I noticed last night those cracks in your spine. I like to think they’d always been covered up
faded band shirts and flannels, so I couldn’t see them, like maybe if they were hiding it was okay that I never found them.
It’s just that last night I saw them, bare and glowing red,
and I’m thinking it wasn’t the first time. How’d I never notice?
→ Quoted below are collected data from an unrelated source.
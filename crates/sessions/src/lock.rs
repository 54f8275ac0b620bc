//! Per-session turn serialization.
//!
//! Only one engine operation runs per session at a time. A second request
//! arriving while a turn is in flight waits (queue depth = 1); a third is
//! rejected so a stuck session cannot pile up waiters. Distinct sessions
//! proceed in parallel.

use std::collections::HashMap;
use std::sync::Arc;

use parking_lot::Mutex;
use tokio::sync::{OwnedSemaphorePermit, Semaphore};

struct LockEntry {
    sem: Arc<Semaphore>,
    waiters: usize,
}

/// Manages per-session turn locks.
///
/// Each session id maps to a `Semaphore(1)`. Holding the permit grants
/// exclusive access for one operation (it auto-releases on drop, including
/// when a request is cancelled mid-turn).
pub struct SessionLockMap {
    locks: Mutex<HashMap<String, LockEntry>>,
}

impl Default for SessionLockMap {
    fn default() -> Self {
        Self::new()
    }
}

impl SessionLockMap {
    pub fn new() -> Self {
        Self {
            locks: Mutex::new(HashMap::new()),
        }
    }

    /// Acquire the turn lock for a session.
    ///
    /// Returns `Ok(permit)` once exclusive; the loser of a race waits for
    /// the winner and then observes its committed state. Returns
    /// `Err(SessionBusy)` when a waiter is already queued.
    pub async fn acquire(&self, session_id: &str) -> Result<OwnedSemaphorePermit, SessionBusy> {
        let sem = {
            let mut locks = self.locks.lock();
            let entry = locks.entry(session_id.to_owned()).or_insert_with(|| LockEntry {
                sem: Arc::new(Semaphore::new(1)),
                waiters: 0,
            });

            if let Ok(permit) = entry.sem.clone().try_acquire_owned() {
                return Ok(permit);
            }
            if entry.waiters >= 1 {
                return Err(SessionBusy);
            }
            entry.waiters += 1;
            entry.sem.clone()
        };

        // The guard unregisters the waiter even when the request is
        // cancelled while queued.
        let _waiting = WaiterGuard {
            map: self,
            session_id,
        };
        sem.acquire_owned().await.map_err(|_| SessionBusy)
    }

    fn unregister_waiter(&self, session_id: &str) {
        let mut locks = self.locks.lock();
        if let Some(entry) = locks.get_mut(session_id) {
            entry.waiters = entry.waiters.saturating_sub(1);
        }
    }

    /// Number of tracked sessions (for monitoring).
    pub fn session_count(&self) -> usize {
        self.locks.lock().len()
    }

    /// Drop lock entries for sessions with no holder and no waiter.
    pub fn prune_idle(&self) {
        let mut locks = self.locks.lock();
        locks.retain(|_, entry| entry.sem.available_permits() == 0 || entry.waiters > 0);
    }
}

struct WaiterGuard<'a> {
    map: &'a SessionLockMap,
    session_id: &'a str,
}

impl Drop for WaiterGuard<'_> {
    fn drop(&mut self) {
        self.map.unregister_waiter(self.session_id);
    }
}

/// Error returned when a session already has a turn running and a waiter
/// queued.
#[derive(Debug)]
pub struct SessionBusy;

impl std::fmt::Display for SessionBusy {
    fn fmt(&self, f: &mut std::fmt::Formatter<'_>) -> std::fmt::Result {
        write!(f, "session is busy — a turn is already in progress")
    }
}

impl std::error::Error for SessionBusy {}

#[cfg(test)]
mod tests {
    use super::*;

    #[tokio::test]
    async fn sequential_access() {
        let map = SessionLockMap::new();

        let permit1 = map.acquire("s1").await.unwrap();
        drop(permit1);

        let permit2 = map.acquire("s1").await.unwrap();
        drop(permit2);
    }

    #[tokio::test]
    async fn different_sessions_concurrent() {
        let map = Arc::new(SessionLockMap::new());

        let p1 = map.acquire("s1").await.unwrap();
        let p2 = map.acquire("s2").await.unwrap();

        // Both acquired simultaneously.
        assert_eq!(map.session_count(), 2);

        drop(p1);
        drop(p2);
    }

    #[tokio::test]
    async fn same_session_waits_for_the_winner() {
        let map = Arc::new(SessionLockMap::new());
        let map2 = map.clone();

        let p1 = map.acquire("s1").await.unwrap();

        let handle = tokio::spawn(async move {
            let _p2 = map2.acquire("s1").await.unwrap();
            42
        });

        // Give the waiter a moment to queue.
        tokio::time::sleep(std::time::Duration::from_millis(50)).await;

        drop(p1);

        let result = handle.await.unwrap();
        assert_eq!(result, 42);
    }

    #[tokio::test]
    async fn third_request_is_rejected_as_busy() {
        let map = Arc::new(SessionLockMap::new());
        let map2 = map.clone();

        let _p1 = map.acquire("s1").await.unwrap();
        let _waiter = tokio::spawn(async move { map2.acquire("s1").await });
        tokio::time::sleep(std::time::Duration::from_millis(50)).await;

        assert!(map.acquire("s1").await.is_err());
    }

    #[tokio::test]
    async fn prune_keeps_held_locks() {
        let map = SessionLockMap::new();

        let permit = map.acquire("held").await.unwrap();
        drop(map.acquire("idle").await.unwrap());

        map.prune_idle();
        assert_eq!(map.session_count(), 1);

        drop(permit);
        map.prune_idle();
        assert_eq!(map.session_count(), 0);
    }
}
But his hands were always covering my eyes.
I know on my hands those cracks will sear with heat,
but I want to lay like a child across your sidewalk back
and run my fingers softly through them, collect dirt beneath my fingernails, sift out old cigarettes
and all of those broken bottles.
I want to plant seeds to daisies and watch them bloom in the fissures.
I want to paint a mural in sidewalk chalk along your back, write you love notes on your shoulder blades. “I’m sorry. I’m sorry for those, and for him, and for this. I’m sorry for my smile and my broken heart.
I’m sorry I’ve never before pressed the lines in my palms against the lines in your rib cage to see how they match up
but if you’d let me I’ll try to reach in there. If you’d let me.”
This is my first scribbled note for you, and I like to think it’s been waiting in the shaking fingers of the angels or in moon dust somewhere.
This is my first scribbled note for you, and I will fold it a million times, and I will tuck it neatly into the notches of your spine. So beautiful.